LaTeXML

 view release on metacpan or  search on metacpan

lib/LaTeXML/MathGrammar  view on Meta::CPAN

# /=====================================================================\ #
# |  LaTeXML::MathGrammar                                         | #
# | LaTeXML's Math Grammar for postprocessing                           | #
# |=====================================================================| #
# | Part of LaTeXML:                                                    | #
# |  Public domain software, produced as part of work done by the       | #
# |  United States Government & not subject to copyright in the US.     | #
# |---------------------------------------------------------------------| #
# | Bruce Miller <bruce.miller@nist.gov>                        #_#     | #
# | http://dlmf.nist.gov/LaTeXML/                              (o o)    | #
# \=========================================================ooo==U==ooo=/ #
# ================================================================================
# LaTeXML's MathGrammar.
# To compile :
#      perl -MParse::RecDescent - MathGrammar LaTeXML::MathGrammar
# ================================================================================
# Startup actions: import the constructors
{ BEGIN{ use LaTeXML::MathParser qw(:constructors);
#### $::RD_TRACE=1;
}}

# Rules section
# ========================================
# Naming Conventions:
#   UPPERCASE   : is for terminals, ie. classes of TeX tokens.
#   Initial Cap : for non-terminal rules that can possibly be invoked externally.
#   Initial lowercase : internal rules.
# ========================================
# For internal rules
#   moreFoos[$foo] : Looks for more Foo's w/appropriate punctuation or operators,
#     whatever is appropriate, and combines it with whatever was passed in
#     as pattern arg.

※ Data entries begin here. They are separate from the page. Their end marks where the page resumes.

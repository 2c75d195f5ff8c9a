//! Graft Core - Hexagonal Architecture Implementation
//!
//! This crate provides the domain and application layers for the Graft
//! blueprint execution engine, following hexagonal (ports and adapters)
//! architecture.
//!
//! ## Architecture Overview
//!
//! ```text
//! ┌─────────────────────────────────────────┐
//! │           graft-cli (CLI)               │
//! │     (Implements Driving Ports)          │
//! └──────────────────┬──────────────────────┘
//!                    │ calls
//!                    ▼
//! ┌─────────────────────────────────────────┐
//! │         Application Services            │
//! │   (BlueprintExecutor, Orchestrator)     │
//! │         Orchestrates Use Cases          │
//! └──────────────────┬──────────────────────┘
//!                    │ uses
//!                    ▼
//! ┌─────────────────────────────────────────┐
//! │      Application Ports (Traits)         │
//! │     (Driven: DiskIo, ProcessRunner)     │
//! └──────────────────┬──────────────────────┘
//!                    │ implemented by
//!                    ▼
//! ┌─────────────────────────────────────────┐
//! │     graft-adapters (Infrastructure)     │
//! │    (LocalDisk, MemoryDisk, ShellRunner) │
//! └─────────────────────────────────────────┘
//!                    │
//!                    ▼
//! ┌─────────────────────────────────────────┐
//! │        Domain Layer (Pure Logic)        │
//! │  (Blueprint, Action, Mutation Engine)   │
//! │         No External Dependencies        │
//! └─────────────────────────────────────────┘
//! ```
//!
//! ## Usage
//!
//! ```rust,ignore
//! use graft_core::{
//!     application::{BlueprintExecutor, ExecuteOptions},
//!     domain::{Blueprint, ExecutionContext},
//! };
//!
//! // 1. Load or build a blueprint
//! let blueprint = Blueprint::builder()
//!     .id("react-query")
//!     .name("React Query")
//!     .action(action)
//!     .build()
//!     .unwrap();
//!
//! // 2. Execute it (with injected adapters)
//! let executor = BlueprintExecutor::new(disk, runner);
//! let report = executor
//!     .execute(&blueprint, &ExecutionContext::new(), ExecuteOptions::default())
//!     .unwrap();
//! assert!(report.success);
//! ```

// Re-export domain layer (stable, well-defined API)
pub mod domain;

// Re-export application layer (orchestration logic)
pub mod application;

// Re-export error types
pub mod error;

// Public API - what external crates should use
pub mod prelude {
    pub use crate::application::{
        BlueprintExecutor, ExecuteOptions, ExecutionReport, Orchestrator, StagingFs,
        ports::{CommandOutput, CommandRequest, DiskIo, ProcessRunner},
    };
    pub use crate::domain::{
        Action, ActionKind, Blueprint, BlueprintBuilder, ConflictResolution, ConflictStrategy,
        ExecutionContext, Footprint, RelativePath,
    };
    pub use crate::error::{GraftError, GraftResult};
}

// Version info
pub const VERSION: &str = env!("CARGO_PKG_VERSION");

Typically, the last clause would be simply
#       | { $arg[0]; }
#     to return $foo without having found any more foo's.
#     In such a case, it appears to be advantageous to have the first clause be
#       : /^\Z/ { $arg[0]; }
#     which will return immediately if there is no additional input.
#   addFoo[$bar]  : Check for a following Foo and add it, as appropriate to
#   the $bar.
# ========================================
# Note that Parse:RecDescent does NOT backtrack within a rule:
#  If a given production succeeds, the rule succeeds, but even if the ultimate
# parse fails, the parser will NOT go back and try another production within
# that same rule!!!  Of course, if a production fails, it goes on to the next,
# and if that rule fails, etc...
#
# For example ||a|-|b|| won't work (in spite of various attempts to control it)
# After seeing the initial || and attempting to parse an Expression, it gets
#   a * abs( - abs(b))
# without anything to match the initial ||; and it will NOT backtrack to try
# a shorter Expression!
#
#%%%%%%%%%%%%%%%%%%%%%%%%%%%%%%%%%%%%%%%%%%%%%%%%%%%%%%%%%%%%%%%%%%%%%%%%%%%%%%%%
# Top Level expressions; Just about anything?
#%%%%%%%%%%%%%%%%%%%%%%%%%%%%%%%%%%%%%%%%%%%%%%%%%%%%%%%%%%%%%%%%%%%%%%%%%%%%%%%%
# Note in particular, that many inline formula contain `half' a formula,
# with the lead-in text effectively being the LHS. eg. function $=foo$;
# similarly you can end up with a missing RHS, $x=$ even.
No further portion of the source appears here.